START Information provided

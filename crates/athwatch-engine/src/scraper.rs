use async_trait::async_trait;
use athwatch_models::Candidate;

use crate::error::EngineError;

/// Source of candidate assets, one batch per cycle.
#[async_trait]
pub trait PageScraper: Send + Sync {
    async fn scrape(&self) -> Result<Vec<Candidate>, EngineError>;
}

/// Parse a scraper's JSON output: either a bare array of candidates or an
/// object with a `candidates` array.
pub fn candidates_from_json(json: &str) -> Result<Vec<Candidate>, EngineError> {
    let value: serde_json::Value = serde_json::from_str(json)?;
    let list = match value {
        serde_json::Value::Object(mut map) => map
            .remove("candidates")
            .ok_or_else(|| EngineError::Scrape("missing 'candidates' array".to_string()))?,
        other => other,
    };
    Ok(serde_json::from_value(list)?)
}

END Information provided

**Work to complete**.
Without leaving anything out, transcribe the records above exactly.

**Written response**.
filename crates/athwatch-engine/src/scraper.rs
use async_trait::async_trait;
use athwatch_models::Candidate;

use crate::error::EngineError;

/// Source of candidate assets, one batch per cycle.
#[async_trait]
pub trait PageScraper: Send + Sync {
    async fn scrape(&self) -> Result<Vec<Candidate>, EngineError>;
}

/// Parse a scraper's JSON output: either a bare array of candidates or an
/// object with a `candidates` array.
pub fn candidates_from_json(json: &str) -> Result<Vec<Candidate>, EngineError> {
    let value: serde_json::Value = serde_json::from_str(json)?;
    let list = match value {
        serde_json::Value::Object(mut map) => map
            .remove("candidates")
            .ok_or_else(|| EngineError::Scrape("missing 'candidates' array".to_string()))?,
        other => other,
    };
    Ok(serde_json::from_value(list)?)
}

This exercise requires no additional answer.